:: Data section
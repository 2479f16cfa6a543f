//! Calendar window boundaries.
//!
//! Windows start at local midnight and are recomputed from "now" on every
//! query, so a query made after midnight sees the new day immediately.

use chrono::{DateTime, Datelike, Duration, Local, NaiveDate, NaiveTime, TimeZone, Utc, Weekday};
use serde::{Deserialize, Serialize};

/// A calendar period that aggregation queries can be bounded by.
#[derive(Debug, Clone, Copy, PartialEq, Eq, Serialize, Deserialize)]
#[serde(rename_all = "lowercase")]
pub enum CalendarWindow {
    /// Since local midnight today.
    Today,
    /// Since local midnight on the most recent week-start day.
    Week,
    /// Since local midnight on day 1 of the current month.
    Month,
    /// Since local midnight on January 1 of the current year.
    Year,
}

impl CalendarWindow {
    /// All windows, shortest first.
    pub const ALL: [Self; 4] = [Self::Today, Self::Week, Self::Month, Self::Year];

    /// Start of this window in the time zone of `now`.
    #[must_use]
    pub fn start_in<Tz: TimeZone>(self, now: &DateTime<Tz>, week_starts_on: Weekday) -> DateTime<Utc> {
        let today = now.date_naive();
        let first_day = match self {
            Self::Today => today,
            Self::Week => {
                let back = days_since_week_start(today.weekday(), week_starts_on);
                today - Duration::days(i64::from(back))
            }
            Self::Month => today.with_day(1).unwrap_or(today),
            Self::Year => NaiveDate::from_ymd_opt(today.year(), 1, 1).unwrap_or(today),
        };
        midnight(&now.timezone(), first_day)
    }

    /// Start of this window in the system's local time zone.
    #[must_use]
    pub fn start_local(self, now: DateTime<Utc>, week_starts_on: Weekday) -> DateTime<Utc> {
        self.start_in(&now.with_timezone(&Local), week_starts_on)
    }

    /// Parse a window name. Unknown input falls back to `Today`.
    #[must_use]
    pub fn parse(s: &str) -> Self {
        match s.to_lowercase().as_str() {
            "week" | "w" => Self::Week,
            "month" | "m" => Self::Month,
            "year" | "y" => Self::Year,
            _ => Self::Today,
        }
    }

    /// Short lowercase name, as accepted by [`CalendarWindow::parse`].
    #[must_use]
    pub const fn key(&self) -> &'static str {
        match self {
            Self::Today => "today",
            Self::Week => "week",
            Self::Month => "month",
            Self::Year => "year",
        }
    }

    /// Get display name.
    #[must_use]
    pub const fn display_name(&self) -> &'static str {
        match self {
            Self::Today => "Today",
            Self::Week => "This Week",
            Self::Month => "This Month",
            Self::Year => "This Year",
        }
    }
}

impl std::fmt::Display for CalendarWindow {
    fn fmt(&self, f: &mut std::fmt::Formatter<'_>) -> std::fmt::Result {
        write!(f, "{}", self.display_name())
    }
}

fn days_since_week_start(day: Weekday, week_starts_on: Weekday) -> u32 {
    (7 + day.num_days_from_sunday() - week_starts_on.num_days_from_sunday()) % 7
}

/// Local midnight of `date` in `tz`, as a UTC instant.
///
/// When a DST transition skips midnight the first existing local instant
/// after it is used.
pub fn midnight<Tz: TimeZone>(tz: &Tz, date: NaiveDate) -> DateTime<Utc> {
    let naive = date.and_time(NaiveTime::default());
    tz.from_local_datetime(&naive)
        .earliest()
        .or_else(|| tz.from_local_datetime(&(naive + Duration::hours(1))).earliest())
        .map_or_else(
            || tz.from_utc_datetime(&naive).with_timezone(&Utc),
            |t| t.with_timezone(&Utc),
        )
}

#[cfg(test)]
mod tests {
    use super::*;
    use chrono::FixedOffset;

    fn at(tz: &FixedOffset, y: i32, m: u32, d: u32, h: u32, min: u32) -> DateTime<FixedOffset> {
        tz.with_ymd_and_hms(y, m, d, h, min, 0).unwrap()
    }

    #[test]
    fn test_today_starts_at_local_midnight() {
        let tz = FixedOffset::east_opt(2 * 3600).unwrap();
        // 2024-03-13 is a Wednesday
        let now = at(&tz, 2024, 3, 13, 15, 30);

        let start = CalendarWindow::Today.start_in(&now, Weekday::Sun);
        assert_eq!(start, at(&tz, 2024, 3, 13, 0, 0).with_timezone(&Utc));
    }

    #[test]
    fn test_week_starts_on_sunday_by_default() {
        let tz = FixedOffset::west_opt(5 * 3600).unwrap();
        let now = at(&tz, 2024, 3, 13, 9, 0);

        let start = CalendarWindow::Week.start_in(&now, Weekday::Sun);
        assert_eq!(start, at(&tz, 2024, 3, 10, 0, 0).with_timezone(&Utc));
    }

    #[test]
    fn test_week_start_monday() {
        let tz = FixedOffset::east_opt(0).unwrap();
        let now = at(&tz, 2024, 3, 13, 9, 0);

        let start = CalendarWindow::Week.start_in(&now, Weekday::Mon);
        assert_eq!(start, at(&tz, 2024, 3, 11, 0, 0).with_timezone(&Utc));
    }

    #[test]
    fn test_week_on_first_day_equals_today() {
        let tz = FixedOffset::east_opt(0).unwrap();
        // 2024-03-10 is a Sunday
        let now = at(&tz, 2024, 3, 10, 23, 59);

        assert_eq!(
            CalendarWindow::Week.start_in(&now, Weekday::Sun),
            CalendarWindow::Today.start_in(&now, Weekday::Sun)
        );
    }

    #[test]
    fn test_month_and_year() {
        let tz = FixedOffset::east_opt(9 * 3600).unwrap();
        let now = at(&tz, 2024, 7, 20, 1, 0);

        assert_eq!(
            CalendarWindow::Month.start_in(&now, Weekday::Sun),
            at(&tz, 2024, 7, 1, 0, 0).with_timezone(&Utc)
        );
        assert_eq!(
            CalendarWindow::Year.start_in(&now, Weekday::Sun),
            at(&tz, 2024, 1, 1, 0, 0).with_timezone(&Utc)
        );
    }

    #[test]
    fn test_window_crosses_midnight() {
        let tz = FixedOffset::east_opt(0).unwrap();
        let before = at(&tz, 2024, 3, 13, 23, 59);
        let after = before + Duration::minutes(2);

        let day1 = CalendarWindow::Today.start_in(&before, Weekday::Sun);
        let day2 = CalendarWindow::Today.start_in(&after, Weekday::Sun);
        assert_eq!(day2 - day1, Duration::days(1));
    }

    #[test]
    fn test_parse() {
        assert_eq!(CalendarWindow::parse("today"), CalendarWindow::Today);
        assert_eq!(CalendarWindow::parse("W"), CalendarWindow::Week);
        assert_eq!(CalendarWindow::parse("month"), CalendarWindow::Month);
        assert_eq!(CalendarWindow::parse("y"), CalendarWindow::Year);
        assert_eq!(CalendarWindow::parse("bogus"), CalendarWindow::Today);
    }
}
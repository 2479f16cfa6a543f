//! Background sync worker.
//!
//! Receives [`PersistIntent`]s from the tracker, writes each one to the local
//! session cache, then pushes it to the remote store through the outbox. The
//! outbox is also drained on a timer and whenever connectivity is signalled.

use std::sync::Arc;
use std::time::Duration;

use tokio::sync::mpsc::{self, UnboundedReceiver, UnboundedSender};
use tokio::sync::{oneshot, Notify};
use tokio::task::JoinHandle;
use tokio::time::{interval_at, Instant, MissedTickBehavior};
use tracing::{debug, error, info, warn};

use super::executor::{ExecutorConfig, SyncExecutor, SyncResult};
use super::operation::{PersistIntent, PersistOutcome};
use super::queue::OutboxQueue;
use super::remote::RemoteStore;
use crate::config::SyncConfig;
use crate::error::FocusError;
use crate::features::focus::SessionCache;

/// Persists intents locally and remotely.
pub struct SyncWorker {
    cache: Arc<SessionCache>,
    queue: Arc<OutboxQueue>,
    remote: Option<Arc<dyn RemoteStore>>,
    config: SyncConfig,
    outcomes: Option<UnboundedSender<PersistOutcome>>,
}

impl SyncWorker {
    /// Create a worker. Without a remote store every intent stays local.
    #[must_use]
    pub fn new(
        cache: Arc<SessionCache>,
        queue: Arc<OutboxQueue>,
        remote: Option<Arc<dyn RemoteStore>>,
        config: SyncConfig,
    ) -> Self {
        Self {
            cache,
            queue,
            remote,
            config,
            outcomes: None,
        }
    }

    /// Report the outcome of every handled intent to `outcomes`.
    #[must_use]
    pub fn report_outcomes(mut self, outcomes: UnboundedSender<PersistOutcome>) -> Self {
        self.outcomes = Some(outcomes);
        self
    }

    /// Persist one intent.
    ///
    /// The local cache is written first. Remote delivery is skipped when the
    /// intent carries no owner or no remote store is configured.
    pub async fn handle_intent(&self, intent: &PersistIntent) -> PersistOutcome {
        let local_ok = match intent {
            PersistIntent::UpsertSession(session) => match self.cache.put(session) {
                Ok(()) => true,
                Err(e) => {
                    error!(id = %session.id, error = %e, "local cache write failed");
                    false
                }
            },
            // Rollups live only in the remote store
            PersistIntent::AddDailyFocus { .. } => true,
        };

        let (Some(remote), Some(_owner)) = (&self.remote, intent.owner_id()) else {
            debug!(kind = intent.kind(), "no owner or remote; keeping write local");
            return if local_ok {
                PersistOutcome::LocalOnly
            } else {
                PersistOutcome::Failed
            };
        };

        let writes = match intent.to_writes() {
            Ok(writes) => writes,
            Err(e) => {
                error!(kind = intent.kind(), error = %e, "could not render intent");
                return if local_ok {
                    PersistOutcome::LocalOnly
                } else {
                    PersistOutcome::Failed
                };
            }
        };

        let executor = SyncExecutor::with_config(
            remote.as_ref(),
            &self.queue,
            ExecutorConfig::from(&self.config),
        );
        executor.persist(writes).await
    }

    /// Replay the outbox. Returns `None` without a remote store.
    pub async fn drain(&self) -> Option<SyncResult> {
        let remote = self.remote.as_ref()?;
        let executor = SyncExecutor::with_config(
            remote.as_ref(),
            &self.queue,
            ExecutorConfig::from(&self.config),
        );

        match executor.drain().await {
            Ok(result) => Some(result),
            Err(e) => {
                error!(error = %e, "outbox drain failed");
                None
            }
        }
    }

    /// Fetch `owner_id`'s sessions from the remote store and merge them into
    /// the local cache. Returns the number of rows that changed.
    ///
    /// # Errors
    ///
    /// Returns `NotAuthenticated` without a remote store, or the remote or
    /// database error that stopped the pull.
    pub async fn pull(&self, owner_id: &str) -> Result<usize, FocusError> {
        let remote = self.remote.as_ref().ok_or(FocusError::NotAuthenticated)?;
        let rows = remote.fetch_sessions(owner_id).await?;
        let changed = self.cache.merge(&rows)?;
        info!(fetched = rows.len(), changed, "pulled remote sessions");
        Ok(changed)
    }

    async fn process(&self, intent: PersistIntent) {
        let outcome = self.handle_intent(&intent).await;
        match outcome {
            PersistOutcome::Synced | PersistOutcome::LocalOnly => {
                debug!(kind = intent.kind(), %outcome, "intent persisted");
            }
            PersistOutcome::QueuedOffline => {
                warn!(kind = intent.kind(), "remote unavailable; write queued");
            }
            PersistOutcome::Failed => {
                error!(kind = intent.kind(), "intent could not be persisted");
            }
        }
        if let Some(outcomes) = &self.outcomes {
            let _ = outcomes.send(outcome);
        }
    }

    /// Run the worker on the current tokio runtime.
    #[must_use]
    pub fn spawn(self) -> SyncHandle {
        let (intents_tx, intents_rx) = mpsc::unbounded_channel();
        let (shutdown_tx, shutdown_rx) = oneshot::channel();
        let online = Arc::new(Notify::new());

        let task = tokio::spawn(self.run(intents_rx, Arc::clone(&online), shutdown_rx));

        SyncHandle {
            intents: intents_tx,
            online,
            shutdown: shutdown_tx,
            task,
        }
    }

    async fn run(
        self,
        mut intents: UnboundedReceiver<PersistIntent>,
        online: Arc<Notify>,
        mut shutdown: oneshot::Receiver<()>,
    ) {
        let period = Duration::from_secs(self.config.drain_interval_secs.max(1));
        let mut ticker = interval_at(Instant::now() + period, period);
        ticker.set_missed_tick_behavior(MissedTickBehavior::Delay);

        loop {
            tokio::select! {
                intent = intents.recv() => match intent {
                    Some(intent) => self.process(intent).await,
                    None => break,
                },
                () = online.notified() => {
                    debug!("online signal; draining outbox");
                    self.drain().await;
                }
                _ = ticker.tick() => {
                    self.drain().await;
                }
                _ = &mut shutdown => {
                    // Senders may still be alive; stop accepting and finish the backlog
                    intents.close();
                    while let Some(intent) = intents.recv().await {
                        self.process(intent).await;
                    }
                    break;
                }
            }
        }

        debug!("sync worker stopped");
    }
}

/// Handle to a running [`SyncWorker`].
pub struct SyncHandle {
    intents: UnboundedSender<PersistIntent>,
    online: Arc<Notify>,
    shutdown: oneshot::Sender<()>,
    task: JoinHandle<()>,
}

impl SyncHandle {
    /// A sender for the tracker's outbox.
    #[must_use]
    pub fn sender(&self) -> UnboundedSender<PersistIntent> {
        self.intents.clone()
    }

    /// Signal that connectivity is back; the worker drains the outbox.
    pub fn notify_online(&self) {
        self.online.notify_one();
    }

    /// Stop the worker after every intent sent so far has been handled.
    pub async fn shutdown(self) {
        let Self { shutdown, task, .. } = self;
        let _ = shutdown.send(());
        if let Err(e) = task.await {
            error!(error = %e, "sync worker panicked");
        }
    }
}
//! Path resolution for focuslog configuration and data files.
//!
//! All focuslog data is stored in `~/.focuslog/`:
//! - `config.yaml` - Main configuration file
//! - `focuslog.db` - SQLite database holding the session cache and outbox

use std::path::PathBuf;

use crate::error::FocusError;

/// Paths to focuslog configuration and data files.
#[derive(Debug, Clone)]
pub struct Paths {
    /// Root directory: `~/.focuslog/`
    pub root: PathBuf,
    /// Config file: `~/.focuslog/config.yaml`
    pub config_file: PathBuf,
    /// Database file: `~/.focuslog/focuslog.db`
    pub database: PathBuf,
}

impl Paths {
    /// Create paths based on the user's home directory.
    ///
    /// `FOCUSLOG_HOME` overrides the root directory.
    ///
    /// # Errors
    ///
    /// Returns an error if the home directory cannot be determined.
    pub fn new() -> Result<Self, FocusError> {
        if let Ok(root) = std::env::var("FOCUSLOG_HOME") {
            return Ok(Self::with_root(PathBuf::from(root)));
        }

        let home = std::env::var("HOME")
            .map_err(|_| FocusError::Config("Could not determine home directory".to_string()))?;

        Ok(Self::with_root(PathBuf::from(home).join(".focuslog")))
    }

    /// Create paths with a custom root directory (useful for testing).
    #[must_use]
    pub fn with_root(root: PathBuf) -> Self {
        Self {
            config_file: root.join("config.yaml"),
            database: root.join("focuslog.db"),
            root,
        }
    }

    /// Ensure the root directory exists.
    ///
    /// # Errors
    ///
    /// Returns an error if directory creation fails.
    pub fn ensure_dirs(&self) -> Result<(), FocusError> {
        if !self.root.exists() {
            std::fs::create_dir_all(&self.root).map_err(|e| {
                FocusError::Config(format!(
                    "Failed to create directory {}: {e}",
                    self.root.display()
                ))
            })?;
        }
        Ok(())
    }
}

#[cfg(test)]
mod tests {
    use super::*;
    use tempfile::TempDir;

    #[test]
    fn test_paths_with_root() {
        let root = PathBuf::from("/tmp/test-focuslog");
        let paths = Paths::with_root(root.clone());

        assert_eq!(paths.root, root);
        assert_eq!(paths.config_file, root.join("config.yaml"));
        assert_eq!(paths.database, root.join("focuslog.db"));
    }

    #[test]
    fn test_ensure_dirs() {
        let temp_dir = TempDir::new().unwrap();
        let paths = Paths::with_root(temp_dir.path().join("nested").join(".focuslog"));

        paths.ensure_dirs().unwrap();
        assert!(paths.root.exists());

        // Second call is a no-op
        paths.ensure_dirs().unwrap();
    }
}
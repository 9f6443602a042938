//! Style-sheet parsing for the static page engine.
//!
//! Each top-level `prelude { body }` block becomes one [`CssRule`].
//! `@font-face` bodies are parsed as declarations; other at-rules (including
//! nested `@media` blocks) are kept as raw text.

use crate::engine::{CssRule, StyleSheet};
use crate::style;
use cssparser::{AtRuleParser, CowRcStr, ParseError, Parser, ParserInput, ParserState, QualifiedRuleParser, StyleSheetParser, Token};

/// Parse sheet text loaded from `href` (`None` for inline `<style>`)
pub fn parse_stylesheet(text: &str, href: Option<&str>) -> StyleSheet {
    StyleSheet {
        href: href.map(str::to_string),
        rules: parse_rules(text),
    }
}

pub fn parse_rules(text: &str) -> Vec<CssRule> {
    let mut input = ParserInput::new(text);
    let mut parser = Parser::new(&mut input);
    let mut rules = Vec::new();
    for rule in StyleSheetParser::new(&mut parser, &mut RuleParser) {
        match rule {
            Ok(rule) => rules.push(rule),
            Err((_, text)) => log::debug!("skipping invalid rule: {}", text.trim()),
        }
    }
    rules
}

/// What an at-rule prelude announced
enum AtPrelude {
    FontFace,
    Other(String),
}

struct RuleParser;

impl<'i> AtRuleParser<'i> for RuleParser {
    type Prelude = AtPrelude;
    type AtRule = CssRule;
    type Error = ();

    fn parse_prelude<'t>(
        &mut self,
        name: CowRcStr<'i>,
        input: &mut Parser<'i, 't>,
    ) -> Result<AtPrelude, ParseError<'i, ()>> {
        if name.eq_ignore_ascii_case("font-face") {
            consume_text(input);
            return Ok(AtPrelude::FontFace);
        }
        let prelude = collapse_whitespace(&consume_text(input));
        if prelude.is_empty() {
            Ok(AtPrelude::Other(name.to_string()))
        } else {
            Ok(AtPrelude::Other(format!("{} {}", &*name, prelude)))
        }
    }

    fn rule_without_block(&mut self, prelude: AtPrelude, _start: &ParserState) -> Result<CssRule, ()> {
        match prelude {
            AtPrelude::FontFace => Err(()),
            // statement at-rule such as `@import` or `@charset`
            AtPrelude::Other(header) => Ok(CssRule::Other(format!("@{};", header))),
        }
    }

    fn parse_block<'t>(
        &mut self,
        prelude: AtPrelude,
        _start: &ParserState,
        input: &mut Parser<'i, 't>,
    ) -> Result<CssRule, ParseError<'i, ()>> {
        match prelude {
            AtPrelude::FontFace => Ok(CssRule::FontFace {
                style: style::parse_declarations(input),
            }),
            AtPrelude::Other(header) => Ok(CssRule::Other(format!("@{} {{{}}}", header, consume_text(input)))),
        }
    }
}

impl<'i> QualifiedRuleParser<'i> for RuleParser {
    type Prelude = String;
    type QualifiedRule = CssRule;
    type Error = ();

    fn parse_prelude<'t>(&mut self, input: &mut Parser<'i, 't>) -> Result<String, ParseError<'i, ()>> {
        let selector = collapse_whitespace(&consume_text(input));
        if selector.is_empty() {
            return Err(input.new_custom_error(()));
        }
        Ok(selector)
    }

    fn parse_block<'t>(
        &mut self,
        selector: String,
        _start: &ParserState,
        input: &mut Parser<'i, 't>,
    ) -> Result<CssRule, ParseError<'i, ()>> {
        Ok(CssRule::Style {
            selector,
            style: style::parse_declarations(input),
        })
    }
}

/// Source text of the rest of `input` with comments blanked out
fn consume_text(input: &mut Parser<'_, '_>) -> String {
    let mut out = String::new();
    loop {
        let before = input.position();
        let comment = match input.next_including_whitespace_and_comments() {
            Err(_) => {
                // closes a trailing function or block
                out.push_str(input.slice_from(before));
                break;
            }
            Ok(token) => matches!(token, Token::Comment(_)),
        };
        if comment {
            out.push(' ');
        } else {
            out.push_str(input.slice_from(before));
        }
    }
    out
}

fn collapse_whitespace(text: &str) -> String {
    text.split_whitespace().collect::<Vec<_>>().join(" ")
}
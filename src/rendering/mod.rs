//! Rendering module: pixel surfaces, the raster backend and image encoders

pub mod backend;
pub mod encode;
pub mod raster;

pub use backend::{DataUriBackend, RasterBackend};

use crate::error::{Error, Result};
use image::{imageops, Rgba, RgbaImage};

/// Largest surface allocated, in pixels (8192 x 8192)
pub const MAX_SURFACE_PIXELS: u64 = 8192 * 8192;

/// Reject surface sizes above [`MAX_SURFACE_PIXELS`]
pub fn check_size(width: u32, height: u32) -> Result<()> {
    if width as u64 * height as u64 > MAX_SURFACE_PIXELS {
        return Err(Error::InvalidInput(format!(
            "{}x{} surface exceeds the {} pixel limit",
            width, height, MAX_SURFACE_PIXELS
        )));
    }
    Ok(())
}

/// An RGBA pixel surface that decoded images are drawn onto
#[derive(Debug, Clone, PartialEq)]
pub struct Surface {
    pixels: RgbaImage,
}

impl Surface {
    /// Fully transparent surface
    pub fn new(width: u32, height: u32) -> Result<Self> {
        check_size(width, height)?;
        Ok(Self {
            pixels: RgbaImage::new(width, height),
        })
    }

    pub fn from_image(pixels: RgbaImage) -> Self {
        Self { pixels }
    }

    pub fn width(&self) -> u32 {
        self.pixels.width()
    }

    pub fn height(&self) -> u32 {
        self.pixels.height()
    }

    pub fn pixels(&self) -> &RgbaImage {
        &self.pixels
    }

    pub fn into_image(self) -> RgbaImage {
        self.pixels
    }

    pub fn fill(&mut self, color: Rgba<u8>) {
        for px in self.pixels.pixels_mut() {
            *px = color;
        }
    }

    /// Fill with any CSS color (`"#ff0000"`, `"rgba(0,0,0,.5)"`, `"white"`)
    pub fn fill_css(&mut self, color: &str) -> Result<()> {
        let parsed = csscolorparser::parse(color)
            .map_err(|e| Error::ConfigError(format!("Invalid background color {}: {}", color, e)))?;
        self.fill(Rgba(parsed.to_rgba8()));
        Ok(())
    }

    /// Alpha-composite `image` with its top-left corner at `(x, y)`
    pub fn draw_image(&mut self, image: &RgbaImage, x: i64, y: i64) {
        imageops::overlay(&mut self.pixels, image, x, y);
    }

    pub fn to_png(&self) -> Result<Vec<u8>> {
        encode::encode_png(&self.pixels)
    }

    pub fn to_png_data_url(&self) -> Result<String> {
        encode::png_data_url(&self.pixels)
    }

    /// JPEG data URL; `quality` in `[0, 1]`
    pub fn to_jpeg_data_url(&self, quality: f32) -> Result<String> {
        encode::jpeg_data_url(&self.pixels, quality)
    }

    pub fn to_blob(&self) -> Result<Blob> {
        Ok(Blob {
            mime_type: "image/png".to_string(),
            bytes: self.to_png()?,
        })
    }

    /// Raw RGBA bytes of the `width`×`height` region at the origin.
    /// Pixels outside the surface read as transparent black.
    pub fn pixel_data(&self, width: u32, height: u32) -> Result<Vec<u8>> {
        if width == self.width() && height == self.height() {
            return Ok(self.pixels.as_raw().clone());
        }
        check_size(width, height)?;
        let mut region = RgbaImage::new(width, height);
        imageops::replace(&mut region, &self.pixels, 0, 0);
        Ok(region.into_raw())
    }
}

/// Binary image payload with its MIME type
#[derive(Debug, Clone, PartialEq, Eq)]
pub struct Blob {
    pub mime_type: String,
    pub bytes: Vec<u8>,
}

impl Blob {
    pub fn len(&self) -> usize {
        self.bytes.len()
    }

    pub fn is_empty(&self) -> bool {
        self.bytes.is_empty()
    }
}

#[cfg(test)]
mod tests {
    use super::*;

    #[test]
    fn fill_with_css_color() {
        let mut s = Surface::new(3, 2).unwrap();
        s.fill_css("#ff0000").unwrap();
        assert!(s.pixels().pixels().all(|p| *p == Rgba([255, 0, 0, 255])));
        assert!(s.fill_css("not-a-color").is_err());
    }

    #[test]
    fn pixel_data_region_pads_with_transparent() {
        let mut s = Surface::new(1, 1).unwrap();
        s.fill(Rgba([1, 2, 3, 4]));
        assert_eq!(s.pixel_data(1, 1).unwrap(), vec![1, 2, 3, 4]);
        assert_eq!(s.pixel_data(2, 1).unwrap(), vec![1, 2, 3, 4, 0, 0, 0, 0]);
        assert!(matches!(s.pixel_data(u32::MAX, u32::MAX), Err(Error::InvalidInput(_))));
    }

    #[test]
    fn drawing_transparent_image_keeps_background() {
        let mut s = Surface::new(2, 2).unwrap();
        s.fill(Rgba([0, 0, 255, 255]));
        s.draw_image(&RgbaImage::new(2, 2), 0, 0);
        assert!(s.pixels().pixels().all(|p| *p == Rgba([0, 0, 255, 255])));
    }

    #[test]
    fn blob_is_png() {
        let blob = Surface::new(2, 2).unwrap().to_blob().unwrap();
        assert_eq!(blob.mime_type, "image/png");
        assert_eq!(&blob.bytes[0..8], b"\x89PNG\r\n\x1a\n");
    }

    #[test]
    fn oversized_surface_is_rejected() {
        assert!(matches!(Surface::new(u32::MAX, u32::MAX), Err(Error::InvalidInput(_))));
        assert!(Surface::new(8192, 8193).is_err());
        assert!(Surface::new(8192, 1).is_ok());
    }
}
::::
• What to do:
Each line of the data that has the string "enum" should be returned.

• Exercise response:
pub enum CalendarWindow {
enum AtPrelude {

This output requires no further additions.